Turn off the echo chamber. 

Take a breath. Exhale.

Invest six minutes in some simple joy. 

Maybe a memory or a YouTube video

Search for something like:

“Crazy good dancing”

And see what comes up.

Wantonly happy dancers

All legs and jazz and smiles

Effortless abandon belying the practice, practice, practice.

Lose yourself in the motion

In the ecstasy

In the rhythm and youth and heat and sweat.

Remember all the times you

Could have danced and chose not to.

Too late for regret but ample time

To remember.

And wonder if every step not taken

On some lacquered floor

Now rises up like bile,

Angry fingers dancing across a cold keyboard

Dance, dance in your room.

Dance, dance in your yard.

Dance, dance in the office.

Dance, dance in your cubicle.

Dance, dance in the post-op.

Dance, dance in the checkout line.

Dance, dance on ZOOM with everyone you know and strangers.
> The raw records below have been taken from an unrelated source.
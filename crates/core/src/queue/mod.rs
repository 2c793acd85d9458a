//! Message queue abstraction.
//!
//! This module provides a `MessageQueue` trait for the external message
//! source feeding the dispatcher. Any broker that can deliver opaque
//! payloads and honor ack/nack can sit behind it; `MemoryQueue` is the
//! in-process implementation used by the daemon and by tests.

mod memory;
mod types;

pub use memory::MemoryQueue;
pub use types::*;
For once, we have the space to dance.

Social distancing creates its own stage.

Dance as if the sanity and safety

Of the whole world depends 

On your awkward, gangly, unique

Beautiful, joyous, free steps.

Don’t post, don’t throw more flames on

Facebook fires already consumed.

Step away from the keyboard

And dance, dance, dance.

Recall that long-ago Sunday trip

To storied Rosarito Beach Hotel,

Safely south of Tijuana’s gamey streets.

A womb of illusions and harmless fantasies,

Behind ancient stone walls,

 And thick oak doors. An escape

For those who could not afford a flight,

Could not afford a house in Palm Springs,

Missed the invite to Malibu.

The bar on the bluff

Overlooking the crystalline capped surf

Contained like a landscape in glass windows

And tinkling bar glasses

All glass and lapping cerulean expanses.

Like flying. Above it all.

With a white baby grand on a lemon oak-panel floor.

And kids, Hollywood kids

Refugees from the studio lots and unemployment lines

And waitress jobs, and parking lots

All tumbled down to Rosarito, answering a primal cry 

For something exotic, something foreign

Something away, just far enough away

To rekindle thwarted dreams

Here, in the Rosarito’s bar

We’re all somewhat mysterious celebrities,

Stars on the lam, like Gable, Lombard, Bogie.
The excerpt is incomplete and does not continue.